To assess the performance of the model based on sensitivity and specificity, we used a confusion matrix recording true positives (TPs), false positives (FPs), false negatives (FNs), and true negatives (TNs). The TP (TP/[TP + FN]) and FP (FP/[FP + TN]) rates were calculated for sensitivity and specificity, respectively (Garzon et al., 2006; Table 2). Subsequently, a receiver-operating characteristic (ROC) curve was plotted to depict the relationship between sensitivity and specificity (sensitivity vs. 1 − specificity) on a two-dimensional plane. True Skill Statistic (TSS) was calculated by sensitivity + specificity − 1, and the area under the ROC curve (AUC) was measured (Allouche et al., 2006). In addition, we also examined the relative importance of the variables used in model, according to the degree of improvement in model accuracy attributable to these variables and their contribution to the classification impurity by means of mean decrease accuracy (MDA) and mean decrease in Gini (MDG), respectively (Cutler et al., 2007). The entire model construction process is illustrated in Figure 2.
Predicted | Reference | Class error | TSS | AUC | |
---|---|---|---|---|---|
− | + | ||||
− | TP: 1060 (453)a | FP: 298 (146) | 0.22 (0.23) | 0.54 | 0.82 |
+ | FN: 281 (128) | TN: 1077 (435) | 0.21 (0.24) |
- Abbreviations: AUC, area under a receiver-operating characteristic curve; FN, false negative; FP, false positive; TN, true negative in prediction; TP, true positive; TSS, true skill statistic.
- a Values are the number of training data points (test data).

2.4 Environmental factors required for model operation
The survival rate, growth rate, and reproduction of WCSB depend on climate factors such as temperature and precipitation (Barta, 2016; Lesieur et al., 2019). In addition, the distribution of WCSBs differs depending on geographical barriers and land use; thus, climate and environmental factors were selected to develop the models (Barta, 2016; Bernardinelli & Zandigiacomo, 2001; Fent & Kment, 2011; Lesieur et al., 2019; Tamburini et al., 2012).
To operate the CLIMEX model, long-term average climate data, such as the average maximum and minimum temperatures, precipitation, and relative humidity, are essential.

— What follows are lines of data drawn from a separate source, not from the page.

use crate::store::types::{Download, GlobalStat, StoreEvent};
use crate::store::view::{derive_list, derive_selected};
use parking_lot::RwLock;
use std::collections::HashSet;
use std::sync::Arc;
use tokio::sync::broadcast;

const EVENT_CAPACITY: usize = 64;

#[derive(Debug, Default)]
struct StoreInner {
    raw: Vec<Download>,
    stat: GlobalStat,
    filter: String,
    selection: HashSet<String>,
    revision: u64,
}

/// Latest daemon snapshot plus the user's filter and selection.
///
/// Cloning shares the underlying state. Views are computed on every read so
/// they always reflect the current raw list, filter and selection together.
#[derive(Clone)]
pub struct DownloadStore {
    inner: Arc<RwLock<StoreInner>>,
    events: broadcast::Sender<StoreEvent>,
}

impl Default for DownloadStore {
    fn default() -> Self {
        Self::new()
    }
}

impl DownloadStore {
    pub fn new() -> Self {
        let (events, _) = broadcast::channel(EVENT_CAPACITY);
        Self {
            inner: Arc::new(RwLock::new(StoreInner::default())),
            events,
        }
    }

    /// Replace stats and the raw list wholesale. Selected gids that no longer
    /// exist are dropped.
    pub fn replace(&self, stat: GlobalStat, downloads: Vec<Download>) -> u64 {
        let (revision, count) = {
            let mut inner = self.inner.write();
            let present: HashSet<&str> = downloads.iter().map(|d| d.gid.as_str()).collect();
            inner.selection.retain(|gid| present.contains(gid.as_str()));
            inner.stat = stat;
            inner.raw = downloads;
            inner.revision += 1;
            (inner.revision, inner.raw.len())
        };

        self.publish(StoreEvent::Replaced {
            revision,
            downloads: count,
        });
        revision
    }

    /// Change the filter text. No event is sent when it is unchanged.
    pub fn set_filter(&self, filter: impl Into<String>) {
        let filter = filter.into();
        {
            let mut inner = self.inner.write();
            if inner.filter == filter {
                return;
            }
            inner.filter = filter.clone();
        }
        self.publish(StoreEvent::FilterChanged(filter));
    }

    /// Current filter text
    pub fn filter(&self) -> String {
        self.inner.read().filter.clone()
    }

    /// Add `gid` to the selection. Unknown gids are ignored.
    pub fn select(&self, gid: &str) {
        self.update_selection(|inner| {
            if inner.raw.iter().any(|d| d.gid == gid) {
                inner.selection.insert(gid.to_string());
            }
        });
    }

    /// Drop `gid` from the selection
    pub fn deselect(&self, gid: &str) {
        self.update_selection(|inner| {
            inner.selection.remove(gid);
        });
    }

    /// Flip `gid` in or out of the selection
    pub fn toggle(&self, gid: &str) {
        self.update_selection(|inner| {
            if !inner.selection.remove(gid) && inner.raw.iter().any(|d| d.gid == gid) {
                inner.selection.insert(gid.to_string());
            }
        });
    }

    /// Make `gid` the only selected download.
    pub fn select_only(&self, gid: &str) {
        self.update_selection(|inner| {
            inner.selection.clear();
            if inner.raw.iter().any(|d| d.gid == gid) {
                inner.selection.insert(gid.to_string());
            }
        });
    }

    /// Select every download the current filter lets through.
    pub fn select_all_visible(&self) {
        self.update_selection(|inner| {
            let visible = derive_list(&inner.raw, &inner.filter);
            inner.selection.extend(visible.into_iter().map(|d| d.gid));
        });
    }

    /// Empty the selection
    pub fn clear_selection(&self) {
        self.update_selection(|inner| inner.selection.clear());
    }

    /// Raw selection set, which may include gids hidden by the filter.
    pub fn selection(&self) -> HashSet<String> {
        self.inner.read().selection.clone()
    }

    /// Filtered list, gid descending
    pub fn download_list(&self) -> Vec<Download> {
        let inner = self.inner.read();
        derive_list(&inner.raw, &inner.filter)
    }

    /// Selected entries of [`download_list`](Self::download_list)
    pub fn selected_downloads(&self) -> Vec<Download> {
        let inner = self.inner.read();
        derive_selected(&derive_list(&inner.raw, &inner.filter), &inner.selection)
    }

    /// Stats from the last applied poll
    pub fn global_stat(&self) -> GlobalStat {
        self.inner.read().stat
    }

    /// Unfiltered list in the order the daemon returned it
    pub fn raw_downloads(&self) -> Vec<Download> {
        self.inner.read().raw.clone()
    }

    /// Raw download with `gid`, filtered out or not
    pub fn find(&self, gid: &str) -> Option<Download> {
        self.inner.read().raw.iter().find(|d| d.gid == gid).cloned()
    }

    /// Number of snapshots applied so far
    pub fn revision(&self) -> u64 {
        self.inner.read().revision
    }

    /// Receiver for store change events
    pub fn subscribe(&self) -> broadcast::Receiver<StoreEvent> {
        self.events.subscribe()
    }

    fn update_selection<F>(&self, apply: F)
    where
        F: FnOnce(&mut StoreInner),
    {
        let (changed, selected) = {
            let mut inner = self.inner.write();
            let before = inner.selection.clone();
            apply(&mut inner);
            (inner.selection != before, inner.selection.len())
        };

        if changed {
            self.publish(StoreEvent::SelectionChanged { selected });
        }
    }

    fn publish(&self, event: StoreEvent) {
        // No subscribers is fine
        let _ = self.events.send(event);
    }
}

#[cfg(test)]
mod tests {
    use super::*;
    use crate::store::types::DownloadStatus;

    fn download(gid: &str, path: &str) -> Download {
        Download::new(gid, DownloadStatus::Active).with_path(path)
    }

    fn seeded() -> DownloadStore {
        let store = DownloadStore::new();
        store.replace(
            GlobalStat::default(),
            vec![
                download("a2", "/downloads/alpha.iso"),
                download("a1", "/downloads/beta.iso"),
                download("b1", "/downloads/Alpha-2.iso"),
            ],
        );
        store
    }

    fn gids(list: &[Download]) -> Vec<String> {
        list.iter().map(|d| d.gid.clone()).collect()
    }

    #[test]
    fn test_list_is_sorted_view_of_raw() {
        let store = seeded();
        assert_eq!(gids(&store.download_list()), vec!["b1", "a2", "a1"]);
        assert_eq!(gids(&store.raw_downloads()), vec!["a2", "a1", "b1"]);
    }

    #[test]
    fn test_filter_applies_on_read() {
        let store = seeded();
        store.set_filter("alpha");
        assert_eq!(gids(&store.download_list()), vec!["b1", "a2"]);
        store.set_filter("");
        assert_eq!(store.download_list().len(), 3);
    }

    #[test]
    fn test_selection_intersects_view() {
        let store = seeded();
        store.select("a1");
        store.select("a2");
        store.set_filter("alpha");

        assert_eq!(gids(&store.selected_downloads()), vec!["a2"]);
        assert_eq!(store.selection().len(), 2);
    }

    #[test]
    fn test_select_unknown_gid_is_noop() {
        let store = seeded();
        store.select("ffff");
        store.toggle("eeee");
        assert!(store.selection().is_empty());
    }

    #[test]
    fn test_toggle_and_select_only() {
        let store = seeded();
        store.toggle("a1");
        store.toggle("b1");
        assert_eq!(store.selection().len(), 2);
        store.toggle("a1");
        assert!(!store.selection().contains("a1"));

        store.select_only("a2");
        assert_eq!(gids(&store.selected_downloads()), vec!["a2"]);

        store.deselect("a2");
        assert!(store.selected_downloads().is_empty());
    }

    #[test]
    fn test_select_all_visible_respects_filter() {
        let store = seeded();
        store.set_filter("beta");
        store.select_all_visible();
        store.set_filter("");
        assert_eq!(gids(&store.selected_downloads()), vec!["a1"]);

        store.clear_selection();
        assert!(store.selection().is_empty());
    }

    #[test]
    fn test_replace_prunes_stale_selection() {
        let store = seeded();
        store.select("a1");
        store.select("b1");

        store.replace(GlobalStat::default(), vec![download("b1", "/downloads/Alpha-2.iso")]);

        assert_eq!(store.selection().len(), 1);
        assert!(store.find("a1").is_none());
        assert_eq!(store.revision(), 2);
    }

    #[tokio::test]
    async fn test_events_are_published() {
        let store = DownloadStore::new();
        let mut events = store.subscribe();

        store.replace(
            GlobalStat {
                num_active: 1,
                ..Default::default()
            },
            vec![download("a1", "/x")],
        );
        store.select("a1");
        store.set_filter("x");
        store.set_filter("x");

        assert_eq!(
            events.recv().await.unwrap(),
            StoreEvent::Replaced {
                revision: 1,
                downloads: 1
            }
        );
        assert_eq!(
            events.recv().await.unwrap(),
            StoreEvent::SelectionChanged { selected: 1 }
        );
        assert_eq!(
            events.recv().await.unwrap(),
            StoreEvent::FilterChanged("x".into())
        );
        assert!(events.try_recv().is_err());
        assert_eq!(store.global_stat().num_active, 1);
    }
}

Therefore, we obtained climate data for the period between 1960 and 1990 with a resolution of 10 min (corresponding to approximately 18 km × 18 km grids) from CliMond (https://www.climond.org) for fitting the potential distribution using records obtained for the WCSB in North America (Figure 3), whereas with respect to European climate data, we used the E-OBS dataset obtained from the EU-FP6 project UERRA (https://www.uerra.eu), which included the average temperature, minimum temperature, maximum temperature, precipitation, relative humidity and global radiation for the years from 2001 to 2020 (Cornes et al., 2018; Kriticos et al., 2012). CLIMEX model used monthly average temperature, minimum temperature, maximum temperature, relative humidity, and precipitation in Europe except global radiation obtained from the EU-FP6. Finally, the potential distribution of WCSB in Europe was projected with 18 × 18 km resolution using the five variables in CLIMEX.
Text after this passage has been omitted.